# Where do I get?



## Armageddon (May 13, 2010)

Hey, where can I buy anti-venom for my asian spitting cobra? If I can't get it within a certain time they want to remove my snake until I get more in. 
I live in Scotland, all information is appreciated.

Keith


----------



## slippery42 (Mar 23, 2008)

Armageddon said:


> Hey, where can I buy anti-venom for my asian spitting cobra? If I can't get it within a certain time they want to remove my snake until I get more in.
> I live in Scotland, all information is appreciated.
> 
> Keith


Another silly post I suspect!

You cannot buy it in the UK, there is no need to buy as part of your DWA (if indeed you have one and this is a genuine post)


----------



## bloodpython22 (Feb 19, 2010)

Armageddon said:


> Hey, where can I buy anti-venom for my asian spitting cobra? If I can't get it within a certain time they want to remove my snake until I get more in.
> I live in Scotland, all information is appreciated.
> 
> Keith


As slippery said you can not buy it in uk and you said untill I get more in! Were did you get it from before then ?


----------



## REPTILEDAN88 (Sep 23, 2011)

bloodpython22 said:


> until I get more in











:whistling2:


----------



## Armageddon (May 13, 2010)

No, I was told I have to source it for use if ever need be. I can see that this forum isn't going to be of any help.


----------



## mikeyb (May 8, 2011)

There maybe some truth in this as the NHS in scotland is run slightly differently and i dunno if they would provide antivenom like they do in england. wouldnt suprise me with all these tory cuts if they said all dwa venomous owners have to source and provide there own antivenine from now on and if they dont they have to give up there animals


----------



## mikeyb (May 8, 2011)

slippery42 said:


> Another silly post I suspect!
> 
> You cannot buy it in the UK, there is no need to buy as part of your DWA (if indeed you have one and this is a genuine post)

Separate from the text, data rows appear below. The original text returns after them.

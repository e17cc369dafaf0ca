//! Processing node: upload ingestion, sandboxed processing, downloads.
//!
//! Each node registers itself with the manager at startup, stages uploads
//! on its local volume, launches one sandboxed worker per accepted upload
//! and serves downloads for the results it owns (redirecting callers to
//! the owner otherwise).
//!
//! # Components
//!
//! - [`upload::UploadSink`]: the ingestion state machine (sniff, stage,
//!   reject, abort)
//! - [`watcher::WatcherSet`]: fire-and-forget completion watchers
//! - [`service::ImageServiceImpl`]: the gRPC surface (`UploadImage`,
//!   `DownloadImage`)
//! - [`volume::Volume`]: node-local file layout
//! - [`ImgServerNode`]: process wiring (register, connect store, serve)

pub mod service;
pub mod upload;
pub mod volume;
pub mod watcher;

use std::net::SocketAddr;
use std::sync::Arc;

use tokio_util::sync::CancellationToken;
use tonic::transport::Server;

use crate::config::ServerConfig;
use crate::error::{ImgflowError, Result};
use crate::proto::image_service_server::ImageServiceServer;
use crate::proto::registry_service_client::RegistryServiceClient;
use crate::proto::RegisterNodeRequest;
use crate::sandbox::DockerRunner;
use crate::store::RedisStore;

pub use service::ImageServiceImpl;
pub use volume::Volume;
pub use watcher::WatcherSet;

/// One processing node process.
pub struct ImgServerNode {
    config: ServerConfig,
}

impl ImgServerNode {
    pub fn new(config: ServerConfig) -> Self {
        Self { config }
    }

    /// Register with the manager, connect to the metadata store and serve
    /// until the shutdown token fires.
    pub async fn run(self, shutdown: CancellationToken) -> Result<()> {
        let config = self.config;

        let volume = Volume::new(&config.volume_base);
        volume.ensure_dirs().await?;

        // Register with the manager; the reply carries the store port, the
        // store host is the manager's host.
        tracing::info!(manager = %config.manager_addr, "Registering with manager");
        let mut registry =
            RegistryServiceClient::connect(format!("http://{}", config.manager_addr)).await?;
        let reply = registry
            .register_node(RegisterNodeRequest {
                address: config.advertise_addr.clone(),
                port: config.port as u32,
            })
            .await?
            .into_inner();

        let store_host = config.manager_host().to_string();
        let store_port = u16::try_from(reply.store_port)
            .map_err(|_| ImgflowError::InvalidConfig("store port out of range".to_string()))?;
        tracing::info!(
            store = %format!("{}:{}", store_host, store_port),
            "Registered with manager"
        );

        let store = RedisStore::connect(&store_host, store_port).await?;

        let service = ImageServiceImpl::new(
            config.advertise_addr.clone(),
            config.port,
            volume.clone(),
            Arc::new(store),
            Arc::new(DockerRunner::new(config.sandbox.mount_point.clone())),
            Arc::new(WatcherSet::new()),
            config.sandbox.clone(),
        );

        let listen_addr: SocketAddr = format!("0.0.0.0:{}", config.port)
            .parse()
            .map_err(|e| ImgflowError::InvalidConfig(format!("listen address: {}", e)))?;

        tracing::info!(
            addr = %listen_addr,
            advertised = %format!("{}:{}", config.advertise_addr, config.port),
            volume = %volume.base().display(),
            "Starting processing node"
        );

        Server::builder()
            .add_service(ImageServiceServer::new(service))
            .serve_with_shutdown(listen_addr, shutdown.cancelled_owned())
            .await?;
        Ok(())
    }
}
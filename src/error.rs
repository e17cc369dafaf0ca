use thiserror::Error;

#[derive(Error, Debug)]
pub enum ImgflowError {
    #[error("No processing nodes available")]
    NoNodesAvailable,

    #[error("Unknown request id: {0}")]
    UnknownRequest(String),

    #[error("Unsupported image format (only PNG/JPEG)")]
    UnsupportedFormat,

    #[error("Request id already exists: {0}")]
    RequestIdCollision(String),

    #[error("Metadata store error: {0}")]
    Store(String),

    #[error("Redis error: {0}")]
    Redis(#[from] redis::RedisError),

    #[error("Sandbox error: {0}")]
    Sandbox(String),

    #[error("Invalid configuration: {0}")]
    InvalidConfig(String),

    #[error("I/O error: {0}")]
    Io(#[from] std::io::Error),

    #[error("gRPC error: {0}")]
    Grpc(#[from] tonic::Status),

    #[error("Transport error: {0}")]
    Transport(#[from] tonic::transport::Error),
}

pub type Result<T> = std::result::Result<T, ImgflowError>;
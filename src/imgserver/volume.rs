use std::path::{Path, PathBuf};

/// Supported upload formats, classified from the first bytes of the stream.
#[derive(Debug, Clone, Copy, PartialEq, Eq)]
pub enum ImageFormat {
    Png,
    Jpeg,
}

impl ImageFormat {
    pub fn extension(&self) -> &'static str {
        match self {
            ImageFormat::Png => "png",
            ImageFormat::Jpeg => "jpg",
        }
    }
}

/// Bytes that must be buffered before classification runs.
pub const SNIFF_LEN: usize = 8;

const PNG_MAGIC: [u8; 4] = [0x89, 0x50, 0x4E, 0x47];
const JPEG_MAGIC: [u8; 2] = [0xFF, 0xD8];

/// Classify a buffered prefix of at least [`SNIFF_LEN`] bytes.
pub fn detect_format(head: &[u8]) -> Option<ImageFormat> {
    if head.len() < SNIFF_LEN {
        return None;
    }
    if head[..4] == PNG_MAGIC {
        return Some(ImageFormat::Png);
    }
    if head[..2] == JPEG_MAGIC {
        return Some(ImageFormat::Jpeg);
    }
    None
}

/// Node-local shared volume: `input/` for staged uploads, `output/` for
/// worker results. Files are named by request id plus detected extension.
/// The store holds volume-relative paths; only this node touches the files.
#[derive(Debug, Clone)]
pub struct Volume {
    base: PathBuf,
}

impl Volume {
    pub fn new(base: impl Into<PathBuf>) -> Self {
        Self { base: base.into() }
    }

    pub fn base(&self) -> &Path {
        &self.base
    }

    pub async fn ensure_dirs(&self) -> std::io::Result<()> {
        tokio::fs::create_dir_all(self.base.join("input")).await?;
        tokio::fs::create_dir_all(self.base.join("output")).await?;
        Ok(())
    }

    /// Volume-relative input path, e.g. "input/in-<id>.png"
    pub fn input_rel(request_id: &str, format: ImageFormat) -> String {
        format!("input/in-{}.{}", request_id, format.extension())
    }

    /// Volume-relative output path, e.g. "output/out-<id>.png"
    pub fn output_rel(request_id: &str, format: ImageFormat) -> String {
        format!("output/out-{}.{}", request_id, format.extension())
    }

    /// Absolute path of a volume-relative entry on this node.
    pub fn resolve(&self, rel: &str) -> PathBuf {
        self.base.join(rel)
    }
}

i was under the impressions it could be sourced but not brought directly from the liverpool tropical medicines place (sorry i forget the full name )


----------



## slippery42 (Mar 23, 2008)

Armageddon said:


> No, I was told I have to source it for use if ever need be. I can see that this forum isn't going to be of any help.

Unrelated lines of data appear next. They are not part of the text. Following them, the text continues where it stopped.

use std::pin::Pin;
use std::sync::Arc;

use tokio::fs::File;
use tokio::io::AsyncReadExt;
use tokio::sync::mpsc;
use tokio_stream::wrappers::ReceiverStream;
use tonic::{Request, Response, Status, Streaming};
use uuid::Uuid;

use crate::config::SandboxConfig;
use crate::error::Result as ImgflowResult;
use crate::imgserver::upload::{UploadOutcome, UploadSink};
use crate::imgserver::volume::Volume;
use crate::imgserver::watcher::WatcherSet;
use crate::proto::image_service_server::ImageService;
use crate::proto::{
    download_chunk, DownloadChunk, DownloadImageRequest, ImageChunk, TransferState,
    TransferStatus, UploadImageResponse,
};
use crate::sandbox::{LaunchSpec, SandboxRunner};
use crate::store::{JobRecord, JobStatus, MetadataStore};

/// Sentinel request id returned for rejected uploads.
pub const REJECTED_REQUEST_ID: &str = "ERROR";

/// Result files are streamed in chunks of this size.
pub const DOWNLOAD_CHUNK_SIZE: usize = 8192;

type DownloadStream = Pin<Box<dyn tokio_stream::Stream<Item = Result<DownloadChunk, Status>> + Send>>;

/// Per-node gRPC service: streamed uploads in, streamed downloads out.
///
/// One handler task runs per open stream; the only state shared between
/// handlers is the metadata store, the sandbox runner and the watcher set.
pub struct ImageServiceImpl {
    /// Address/port this node advertises; recorded as job owner and compared
    /// against stored owners to decide redirects.
    advertise_addr: String,
    advertise_port: u16,
    volume: Volume,
    store: Arc<dyn MetadataStore>,
    runner: Arc<dyn SandboxRunner>,
    watchers: Arc<WatcherSet>,
    sandbox: SandboxConfig,
}

impl ImageServiceImpl {
    pub fn new(
        advertise_addr: String,
        advertise_port: u16,
        volume: Volume,
        store: Arc<dyn MetadataStore>,
        runner: Arc<dyn SandboxRunner>,
        watchers: Arc<WatcherSet>,
        sandbox: SandboxConfig,
    ) -> Self {
        Self {
            advertise_addr,
            advertise_port,
            volume,
            store,
            runner,
            watchers,
            sandbox,
        }
    }

    /// Launch the sandboxed worker for an accepted upload and spawn its
    /// completion watcher. Fire-and-forget from the caller's perspective:
    /// the upload reply is not gated on anything that happens here after
    /// the launch itself.
    async fn launch_processing(&self, record: &JobRecord) -> ImgflowResult<()> {
        let factor = self.sandbox.resize_factor()?;
        let spec = LaunchSpec {
            image: self.sandbox.image.clone(),
            volume_base: self.volume.base().to_path_buf(),
            input_rel: record.input_path.clone(),
            output_rel: record.output_path.clone(),
            resize_factor: factor,
        };

        let handle = self.runner.launch(&spec).await?;

        // Read-modify-write; only the owning node mutates a record after
        // creation, so last-write-wins is acceptable here.
        let mut updated = match self.store.get(&record.request_id).await? {
            Some(found) => found,
            None => record.clone(),
        };
        updated.sandbox_handle = Some(handle.clone());
        self.store.put(&updated).await?;

        self.watchers
            .spawn(
                record.request_id.clone(),
                handle,
                self.store.clone(),
                self.runner.clone(),
            )
            .await;
        Ok(())
    }

    /// Rewrite a record to terminal `error`, best-effort.
    async fn mark_error(&self, request_id: &str, message: &str) {
        match self.store.get(request_id).await {
            Ok(Some(mut record)) => {
                record.status = JobStatus::Error;
                record.message = Some(message.to_string());
                if let Err(e) = self.store.put(&record).await {
                    tracing::warn!(request_id, error = %e, "Failed to persist error status");
                }
            }
            Ok(None) => {}
            Err(e) => {
                tracing::warn!(request_id, error = %e, "Failed to read record for error update");
            }
        }
    }
}

#[tonic::async_trait]
impl ImageService for ImageServiceImpl {
    async fn upload_image(
        &self,
        request: Request<Streaming<ImageChunk>>,
    ) -> Result<Response<UploadImageResponse>, Status> {
        let request_id = Uuid::new_v4().to_string();
        tracing::info!(request_id = %request_id, "Upload started");

        let mut stream = request.into_inner();
        let mut sink = UploadSink::new(request_id.clone(), self.volume.clone());

        loop {
            match stream.message().await {
                Ok(Some(chunk)) => sink.push(&chunk.data).await,
                Ok(None) => break,
                Err(status) => {
                    tracing::warn!(request_id = %request_id, error = %status, "Upload stream failed");
                    sink.abort().await;
                    return Err(status);
                }
            }
        }

        match sink.finish().await {
            UploadOutcome::Rejected { reason } => {
                tracing::info!(request_id = %request_id, reason = %reason, "Upload rejected");
                Ok(Response::new(UploadImageResponse {
                    request_id: REJECTED_REQUEST_ID.to_string(),
                    message: reason,
                }))
            }
            UploadOutcome::Accepted {
                input_rel,
                output_rel,
                ..
            } => {
                let record = JobRecord::new(
                    request_id.clone(),
                    self.advertise_addr.clone(),
                    self.advertise_port,
                    input_rel,
                    output_rel,
                );

                match self.store.put_new(&record).await {
                    Ok(true) => {}
                    Ok(false) => {
                        tracing::error!(request_id = %request_id, "Request id collision in store");
                        return Err(Status::already_exists("Request id collision"));
                    }
                    Err(e) => {
                        return Err(Status::unavailable(format!(
                            "Metadata store unavailable: {}",
                            e
                        )));
                    }
                }
                tracing::info!(request_id = %request_id, "Image received, job marked processing");

                let message = match self.launch_processing(&record).await {
                    Ok(()) => "RECEIVED".to_string(),
                    Err(e) => {
                        tracing::error!(request_id = %request_id, error = %e, "Processing launch failed");
                        let message = format!("Processing failed to start: {}", e);
                        self.mark_error(&request_id, &message).await;
                        message
                    }
                };

                Ok(Response::new(UploadImageResponse {
                    request_id,
                    message,
                }))
            }
        }
    }

    type DownloadImageStream = DownloadStream;

    async fn download_image(
        &self,
        request: Request<DownloadImageRequest>,
    ) -> Result<Response<Self::DownloadImageStream>, Status> {
        let request_id = request.into_inner().request_id;

        let record = self
            .store
            .get(&request_id)
            .await
            .map_err(|e| Status::unavailable(format!("Metadata store unavailable: {}", e)))?;

        let Some(record) = record else {
            tracing::info!(request_id = %request_id, "Download rejected (unknown request id)");
            return Ok(single_frame(status_frame(
                TransferState::Error,
                "unknown request id",
            )));
        };

        // Redirect if another node owns the result
        if !record.is_owned_by(&self.advertise_addr, self.advertise_port) {
            tracing::info!(
                request_id = %request_id,
                owner = %format!("{}:{}", record.owner_address, record.owner_port),
                "Redirecting download to owner"
            );
            return Ok(single_frame(redirect_frame(
                &record.owner_address,
                record.owner_port,
            )));
        }

        // Not done yet: echo the current status, designed to be polled
        match record.status {
            JobStatus::Processing => {
                tracing::info!(request_id = %request_id, "Download polled while processing");
                return Ok(single_frame(status_frame(
                    TransferState::Processing,
                    "Not ready yet",
                )));
            }
            JobStatus::Error => {
                let message = record.message.as_deref().unwrap_or("Processing failed");
                return Ok(single_frame(status_frame(TransferState::Error, message)));
            }
            JobStatus::Done => {}
        }

        let path = self.volume.resolve(&record.output_path);
        if !tokio::fs::try_exists(&path).await.unwrap_or(false) {
            tracing::warn!(request_id = %request_id, path = %path.display(), "Result file missing");
            self.mark_error(&request_id, "Result file not found on volume")
                .await;
            return Ok(single_frame(status_frame(
                TransferState::Error,
                "Result file not found on volume",
            )));
        }

        tracing::info!(request_id = %request_id, "Download started");
        let (tx, rx) = mpsc::channel(32);
        tokio::spawn(stream_result(path, request_id, tx));
        let stream: DownloadStream = Box::pin(ReceiverStream::new(rx));
        Ok(Response::new(stream))
    }
}

/// Send the result file in fixed-size data chunks, then exactly one
/// terminal status frame. A read failure mid-stream ends in a terminal
/// `error` frame instead of `done`.
async fn stream_result(
    path: std::path::PathBuf,
    request_id: String,
    tx: mpsc::Sender<Result<DownloadChunk, Status>>,
) {
    let mut file = match File::open(&path).await {
        Ok(file) => file,
        Err(e) => {
            let _ = tx
                .send(Ok(status_frame(TransferState::Error, &e.to_string())))
                .await;
            return;
        }
    };

    let mut buf = vec![0u8; DOWNLOAD_CHUNK_SIZE];
    loop {
        match file.read(&mut buf).await {
            Ok(0) => break,
            Ok(n) => {
                let chunk = DownloadChunk {
                    payload: Some(download_chunk::Payload::Data(buf[..n].to_vec())),
                };
                if tx.send(Ok(chunk)).await.is_err() {
                    // Client disconnected
                    tracing::debug!(request_id = %request_id, "Download abandoned by client");
                    return;
                }
            }
            Err(e) => {
                tracing::warn!(request_id = %request_id, error = %e, "Result read failed");
                let _ = tx
                    .send(Ok(status_frame(TransferState::Error, &e.to_string())))
                    .await;
                return;
            }
        }
    }

    if tx.send(Ok(status_frame(TransferState::Done, "OK"))).await.is_ok() {
        tracing::info!(request_id = %request_id, "Download complete");
    }
}

fn status_frame(state: TransferState, message: &str) -> DownloadChunk {
    DownloadChunk {
        payload: Some(download_chunk::Payload::Status(TransferStatus {
            state: state as i32,
            message: message.to_string(),
            redirect_address: String::new(),
            redirect_port: 0,
        })),
    }
}

fn redirect_frame(address: &str, port: u16) -> DownloadChunk {
    DownloadChunk {
        payload: Some(download_chunk::Payload::Status(TransferStatus {
            state: TransferState::Redirect as i32,
            message: "Result lives on another node".to_string(),
            redirect_address: address.to_string(),
            redirect_port: port as u32,
        })),
    }
}

fn single_frame(chunk: DownloadChunk) -> Response<DownloadStream> {
    let stream: DownloadStream = Box::pin(tokio_stream::once(Ok(chunk)));
    Response::new(stream)
}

Ok so lets try and put this into perspective.

Antivenin is effectively classed as a prescription only medicine (POM)

There is not a requirement to have it at home, indeed it is possible that even if you turned up at A & E they would not use it!

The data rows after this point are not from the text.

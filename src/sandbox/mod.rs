//! Sandbox runner: container lifecycle for one resize job.
//!
//! Processing runs in an isolated container per job. The node only needs
//! three operations from the container engine — start a worker, ask whether
//! it is still running, tear it down — so that is the whole seam:
//!
//! - [`SandboxRunner`]: the three-operation trait the node and the
//!   completion watcher are written against
//! - [`DockerRunner`]: production implementation shelling out to the
//!   `docker` CLI (create, start, inspect, rm -f)
//!
//! The worker container receives the shared volume bound at the configured
//! mount point and three arguments: input path, output path, resize factor.

use std::path::PathBuf;
use std::process::Stdio;

use tokio::process::Command;

use crate::error::{ImgflowError, Result};

/// Everything needed to launch one resize worker.
#[derive(Debug, Clone)]
pub struct LaunchSpec {
    /// Container image reference
    pub image: String,
    /// Host path of the shared volume to bind into the container
    pub volume_base: PathBuf,
    /// Volume-relative input file, e.g. "input/in-<id>.png"
    pub input_rel: String,
    /// Volume-relative output file, e.g. "output/out-<id>.png"
    pub output_rel: String,
    /// Normalized resize factor in (0, 1]
    pub resize_factor: f64,
}

/// Container-engine seam used by processing launch and the completion
/// watcher. Handles are opaque strings (container ids for Docker).
#[tonic::async_trait]
pub trait SandboxRunner: Send + Sync {
    /// Create and start a worker container; returns its handle.
    async fn launch(&self, spec: &LaunchSpec) -> Result<String>;

    /// Whether the container behind `handle` is still running.
    async fn is_running(&self, handle: &str) -> Result<bool>;

    /// Force-remove the container. Callers treat failures as best-effort.
    async fn remove(&self, handle: &str) -> Result<()>;
}

/// Runs workers through the local `docker` CLI.
#[derive(Debug, Clone)]
pub struct DockerRunner {
    /// Mount point of the shared volume inside the container
    mount_point: String,
}

impl DockerRunner {
    pub fn new(mount_point: impl Into<String>) -> Self {
        Self {
            mount_point: mount_point.into(),
        }
    }

    async fn docker(&self, args: &[String]) -> Result<String> {
        let output = Command::new("docker")
            .args(args)
            .stdout(Stdio::piped())
            .stderr(Stdio::piped())
            .output()
            .await?;

        if !output.status.success() {
            let stderr = String::from_utf8_lossy(&output.stderr);
            return Err(ImgflowError::Sandbox(format!(
                "docker {} failed: {}",
                args.first().map(String::as_str).unwrap_or(""),
                stderr.trim()
            )));
        }
        Ok(String::from_utf8_lossy(&output.stdout).trim().to_string())
    }

    fn container_path(&self, rel: &str) -> String {
        format!("{}/{}", self.mount_point, rel)
    }
}

#[tonic::async_trait]
impl SandboxRunner for DockerRunner {
    async fn launch(&self, spec: &LaunchSpec) -> Result<String> {
        let bind = format!("{}:{}", spec.volume_base.display(), self.mount_point);

        let create_args = vec![
            "create".to_string(),
            "-v".to_string(),
            bind,
            spec.image.clone(),
            self.container_path(&spec.input_rel),
            self.container_path(&spec.output_rel),
            spec.resize_factor.to_string(),
        ];
        let handle = self.docker(&create_args).await?;

        self.docker(&["start".to_string(), handle.clone()]).await?;

        tracing::info!(
            handle = %handle,
            image = %spec.image,
            input = %spec.input_rel,
            output = %spec.output_rel,
            factor = spec.resize_factor,
            "Sandbox launched"
        );
        Ok(handle)
    }

    async fn is_running(&self, handle: &str) -> Result<bool> {
        let state = self
            .docker(&[
                "inspect".to_string(),
                "-f".to_string(),
                "{{.State.Running}}".to_string(),
                handle.to_string(),
            ])
            .await?;
        Ok(state == "true")
    }

    async fn remove(&self, handle: &str) -> Result<()> {
        self.docker(&["rm".to_string(), "-f".to_string(), handle.to_string()])
            .await?;
        Ok(())
    }
}

#[cfg(test)]
mod tests {
    use super::*;

    #[test]
    fn container_paths_join_mount_point() {
        let runner = DockerRunner::new("/images");
        assert_eq!(
            runner.container_path("input/in-x.png"),
            "/images/input/in-x.png"
        );
        assert_eq!(
            runner.container_path("output/out-x.png"),
            "/images/output/out-x.png"
        );
    }
}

Do or can you post a copy of where/who told you that you needed it?

If your post is genuine then you need to go back and tell them they are plain wrong


----------



## dunny1 (Feb 2, 2009)

ha this is 1 for me lol. I to live in scotland I have 3 cobras 1 which is a spitter I have a rattler to. the closest antivenin to me is liverpool which you should know allready. if you do have this cobra you should have had all this in order first. also should have known that lstm is the closest.


----------



## dunny1 (Feb 2, 2009)

ps. where I am in scotland it is a regulation that you have a protocol in order first. which should include antivenin needed and the source and their phone numbers.


----------



## slippery42 (Mar 23, 2008)

dunny1 said:


> ps. where I am in scotland it is a regulation that you have a protocol in order first. which should include antivenin needed and the source and their phone numbers.


Dunny,

I think that is standard protocol.

I notice some past exchanges between you and the OP.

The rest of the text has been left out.